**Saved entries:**
<<<<

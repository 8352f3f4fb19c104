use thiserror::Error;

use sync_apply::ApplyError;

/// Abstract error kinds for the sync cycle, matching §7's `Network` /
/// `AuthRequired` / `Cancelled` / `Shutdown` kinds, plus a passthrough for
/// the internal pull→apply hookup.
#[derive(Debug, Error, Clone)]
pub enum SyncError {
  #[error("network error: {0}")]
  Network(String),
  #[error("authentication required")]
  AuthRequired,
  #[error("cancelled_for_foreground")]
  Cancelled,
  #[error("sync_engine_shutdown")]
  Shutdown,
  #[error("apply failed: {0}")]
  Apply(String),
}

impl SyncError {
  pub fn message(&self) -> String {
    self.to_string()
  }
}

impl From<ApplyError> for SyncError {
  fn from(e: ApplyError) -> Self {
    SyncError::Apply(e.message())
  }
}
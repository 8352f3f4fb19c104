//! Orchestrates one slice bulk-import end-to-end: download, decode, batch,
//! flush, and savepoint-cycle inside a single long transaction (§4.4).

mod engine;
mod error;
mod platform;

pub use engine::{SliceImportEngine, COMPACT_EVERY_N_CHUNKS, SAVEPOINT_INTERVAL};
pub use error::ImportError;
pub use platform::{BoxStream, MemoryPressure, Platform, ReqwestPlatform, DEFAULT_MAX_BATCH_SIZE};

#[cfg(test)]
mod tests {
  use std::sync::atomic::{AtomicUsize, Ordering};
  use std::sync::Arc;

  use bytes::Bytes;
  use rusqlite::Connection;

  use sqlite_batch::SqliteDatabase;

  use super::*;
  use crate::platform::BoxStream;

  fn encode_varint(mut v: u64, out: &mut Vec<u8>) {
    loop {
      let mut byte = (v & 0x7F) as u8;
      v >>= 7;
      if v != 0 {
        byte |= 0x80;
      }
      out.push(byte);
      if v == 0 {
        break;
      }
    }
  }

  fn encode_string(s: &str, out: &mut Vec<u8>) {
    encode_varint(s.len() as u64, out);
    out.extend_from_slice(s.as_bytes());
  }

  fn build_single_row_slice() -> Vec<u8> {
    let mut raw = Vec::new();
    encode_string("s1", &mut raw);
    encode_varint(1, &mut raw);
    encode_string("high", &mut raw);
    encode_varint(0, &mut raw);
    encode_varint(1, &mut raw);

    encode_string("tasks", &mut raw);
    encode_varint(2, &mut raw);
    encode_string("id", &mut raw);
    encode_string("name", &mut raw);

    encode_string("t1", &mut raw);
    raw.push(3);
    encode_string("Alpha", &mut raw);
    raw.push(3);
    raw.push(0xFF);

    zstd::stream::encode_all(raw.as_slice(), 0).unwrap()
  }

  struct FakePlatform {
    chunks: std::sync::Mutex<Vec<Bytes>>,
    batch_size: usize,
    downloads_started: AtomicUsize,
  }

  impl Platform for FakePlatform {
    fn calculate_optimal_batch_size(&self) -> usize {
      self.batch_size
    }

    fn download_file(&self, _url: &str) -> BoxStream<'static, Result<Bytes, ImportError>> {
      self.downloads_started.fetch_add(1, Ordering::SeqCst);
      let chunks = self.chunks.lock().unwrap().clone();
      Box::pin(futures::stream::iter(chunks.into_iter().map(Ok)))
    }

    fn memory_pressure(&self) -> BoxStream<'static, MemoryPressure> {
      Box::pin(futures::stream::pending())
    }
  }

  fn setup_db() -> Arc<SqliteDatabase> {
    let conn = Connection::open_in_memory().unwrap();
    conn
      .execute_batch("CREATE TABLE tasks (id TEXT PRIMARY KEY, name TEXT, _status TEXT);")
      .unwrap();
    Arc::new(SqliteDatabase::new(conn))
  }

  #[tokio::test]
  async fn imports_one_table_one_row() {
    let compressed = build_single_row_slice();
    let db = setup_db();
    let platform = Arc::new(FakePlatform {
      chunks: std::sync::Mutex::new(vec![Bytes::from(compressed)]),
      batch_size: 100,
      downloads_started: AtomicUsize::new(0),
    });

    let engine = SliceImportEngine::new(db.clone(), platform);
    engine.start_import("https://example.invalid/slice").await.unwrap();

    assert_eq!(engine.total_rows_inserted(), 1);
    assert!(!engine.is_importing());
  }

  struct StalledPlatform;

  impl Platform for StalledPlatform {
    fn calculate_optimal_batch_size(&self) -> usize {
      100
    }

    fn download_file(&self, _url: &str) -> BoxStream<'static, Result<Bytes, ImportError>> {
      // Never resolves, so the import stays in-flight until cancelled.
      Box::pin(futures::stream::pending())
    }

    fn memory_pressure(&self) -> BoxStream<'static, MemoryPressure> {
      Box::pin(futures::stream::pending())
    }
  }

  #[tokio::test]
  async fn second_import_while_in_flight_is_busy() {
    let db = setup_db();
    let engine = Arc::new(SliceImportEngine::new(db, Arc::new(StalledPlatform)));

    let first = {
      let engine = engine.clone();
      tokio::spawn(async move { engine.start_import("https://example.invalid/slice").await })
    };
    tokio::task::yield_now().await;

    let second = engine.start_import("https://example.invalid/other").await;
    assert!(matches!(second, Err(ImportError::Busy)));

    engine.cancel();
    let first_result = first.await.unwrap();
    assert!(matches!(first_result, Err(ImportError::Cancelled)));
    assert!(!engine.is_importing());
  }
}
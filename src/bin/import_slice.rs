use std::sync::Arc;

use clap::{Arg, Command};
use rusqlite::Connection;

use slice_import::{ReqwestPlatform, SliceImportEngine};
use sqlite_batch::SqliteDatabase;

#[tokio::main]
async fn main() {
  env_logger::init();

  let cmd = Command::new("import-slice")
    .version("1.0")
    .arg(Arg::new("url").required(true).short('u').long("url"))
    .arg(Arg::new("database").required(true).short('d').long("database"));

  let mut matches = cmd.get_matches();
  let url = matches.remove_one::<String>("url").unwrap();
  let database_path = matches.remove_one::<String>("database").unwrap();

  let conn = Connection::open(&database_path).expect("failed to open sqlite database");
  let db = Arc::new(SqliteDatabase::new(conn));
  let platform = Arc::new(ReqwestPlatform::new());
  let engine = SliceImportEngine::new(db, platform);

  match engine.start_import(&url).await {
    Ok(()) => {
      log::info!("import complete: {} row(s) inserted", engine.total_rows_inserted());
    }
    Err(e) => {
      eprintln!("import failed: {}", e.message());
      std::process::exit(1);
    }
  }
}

>>>>

**Exercise:**
Exactly reproduce the entries in their entirety.

**Finished exercise:**
repository 8352f3f4fb19c104
use thiserror::Error;

use sync_apply::ApplyError;

/// Abstract error kinds for the sync cycle, matching §7's `Network` /
/// `AuthRequired` / `Cancelled` / `Shutdown` kinds, plus a passthrough for
/// the internal pull→apply hookup.
#[derive(Debug, Error, Clone)]
pub enum SyncError {
  #[error("network error: {0}")]
  Network(String),
  #[error("authentication required")]
  AuthRequired,
  #[error("cancelled_for_foreground")]
  Cancelled,
  #[error("sync_engine_shutdown")]
  Shutdown,
  #[error("apply failed: {0}")]
  Apply(String),
}

impl SyncError {
  pub fn message(&self) -> String {
    self.to_string()
  }
}

impl From<ApplyError> for SyncError {
  fn from(e: ApplyError) -> Self {
    SyncError::Apply(e.message())
  }
}
repository 8352f3f4fb19c104
//! Orchestrates one slice bulk-import end-to-end: download, decode, batch,
//! flush, and savepoint-cycle inside a single long transaction (§4.4).

mod engine;
mod error;
mod platform;

pub use engine::{SliceImportEngine, COMPACT_EVERY_N_CHUNKS, SAVEPOINT_INTERVAL};
pub use error::ImportError;
pub use platform::{BoxStream, MemoryPressure, Platform, ReqwestPlatform, DEFAULT_MAX_BATCH_SIZE};

#[cfg(test)]
mod tests {
  use std::sync::atomic::{AtomicUsize, Ordering};
  use std::sync::Arc;

  use bytes::Bytes;
  use rusqlite::Connection;

  use sqlite_batch::SqliteDatabase;

  use super::*;
  use crate::platform::BoxStream;

  fn encode_varint(mut v: u64, out: &mut Vec<u8>) {
    loop {
      let mut byte = (v & 0x7F) as u8;
      v >>= 7;
      if v != 0 {
        byte |= 0x80;
      }
      out.push(byte);
      if v == 0 {
        break;
      }
    }
  }

  fn encode_string(s: &str, out: &mut Vec<u8>) {
    encode_varint(s.len() as u64, out);
    out.extend_from_slice(s.as_bytes());
  }

  fn build_single_row_slice() -> Vec<u8> {
    let mut raw = Vec::new();
    encode_string("s1", &mut raw);
    encode_varint(1, &mut raw);
    encode_string("high", &mut raw);
    encode_varint(0, &mut raw);
    encode_varint(1, &mut raw);

    encode_string("tasks", &mut raw);
    encode_varint(2, &mut raw);
    encode_string("id", &mut raw);
    encode_string("name", &mut raw);

    encode_string("t1", &mut raw);
    raw.push(3);
    encode_string("Alpha", &mut raw);
    raw.push(3);
    raw.push(0xFF);

    zstd::stream::encode_all(raw.as_slice(), 0).unwrap()
  }

  struct FakePlatform {
    chunks: std::sync::Mutex<Vec<Bytes>>,
    batch_size: usize,
    downloads_started: AtomicUsize,
  }

  impl Platform for FakePlatform {
    fn calculate_optimal_batch_size(&self) -> usize {
      self.batch_size
    }

    fn download_file(&self, _url: &str) -> BoxStream<'static, Result<Bytes, ImportError>> {
      self.downloads_started.fetch_add(1, Ordering::SeqCst);
      let chunks = self.chunks.lock().unwrap().clone();
      Box::pin(futures::stream::iter(chunks.into_iter().map(Ok)))
    }

    fn memory_pressure(&self) -> BoxStream<'static, MemoryPressure> {
      Box::pin(futures::stream::pending())
    }
  }

  fn setup_db() -> Arc<SqliteDatabase> {
    let conn = Connection::open_in_memory().unwrap();
    conn
      .execute_batch("CREATE TABLE tasks (id TEXT PRIMARY KEY, name TEXT, _status TEXT);")
      .unwrap();
    Arc::new(SqliteDatabase::new(conn))
  }

  #[tokio::test]
  async fn imports_one_table_one_row() {
    let compressed = build_single_row_slice();
    let db = setup_db();
    let platform = Arc::new(FakePlatform {
      chunks: std::sync::Mutex::new(vec![Bytes::from(compressed)]),
      batch_size: 100,
      downloads_started: AtomicUsize::new(0),
    });

    let engine = SliceImportEngine::new(db.clone(), platform);
    engine.start_import("https://example.invalid/slice").await.unwrap();

    assert_eq!(engine.total_rows_inserted(), 1);
    assert!(!engine.is_importing());
  }

  struct StalledPlatform;

  impl Platform for StalledPlatform {
    fn calculate_optimal_batch_size(&self) -> usize {
      100
    }

    fn download_file(&self, _url: &str) -> BoxStream<'static, Result<Bytes, ImportError>> {
      // Never resolves, so the import stays in-flight until cancelled.
      Box::pin(futures::stream::pending())
    }

    fn memory_pressure(&self) -> BoxStream<'static, MemoryPressure> {
      Box::pin(futures::stream::pending())
    }
  }

  #[tokio::test]
  async fn second_import_while_in_flight_is_busy() {
    let db = setup_db();
    let engine = Arc::new(SliceImportEngine::new(db, Arc::new(StalledPlatform)));

    let first = {
      let engine = engine.clone();
      tokio::spawn(async move { engine.start_import("https://example.invalid/slice").await })
    };
    tokio::task::yield_now().await;

    let second = engine.start_import("https://example.invalid/other").await;
    assert!(matches!(second, Err(ImportError::Busy)));

    engine.cancel();
    let first_result = first.await.unwrap();
    assert!(matches!(first_result, Err(ImportError::Cancelled)));
    assert!(!engine.is_importing());
  }
}
filename src/bin/import_slice.rs
use std::sync::Arc;

use clap::{Arg, Command};
use rusqlite::Connection;

use slice_import::{ReqwestPlatform, SliceImportEngine};
use sqlite_batch::SqliteDatabase;

#[tokio::main]
async fn main() {
  env_logger::init();

  let cmd = Command::new("import-slice")
    .version("1.0")
    .arg(Arg::new("url").required(true).short('u').long("url"))
    .arg(Arg::new("database").required(true).short('d').long("database"));

  let mut matches = cmd.get_matches();
  let url = matches.remove_one::<String>("url").unwrap();
  let database_path = matches.remove_one::<String>("database").unwrap();

  let conn = Connection::open(&database_path).expect("failed to open sqlite database");
  let db = Arc::new(SqliteDatabase::new(conn));
  let platform = Arc::new(ReqwestPlatform::new());
  let engine = SliceImportEngine::new(db, platform);

  match engine.start_import(&url).await {
    Ok(()) => {
      log::info!("import complete: {} row(s) inserted", engine.total_rows_inserted());
    }
    Err(e) => {
      eprintln!("import failed: {}", e.message());
      std::process::exit(1);
    }
  }
}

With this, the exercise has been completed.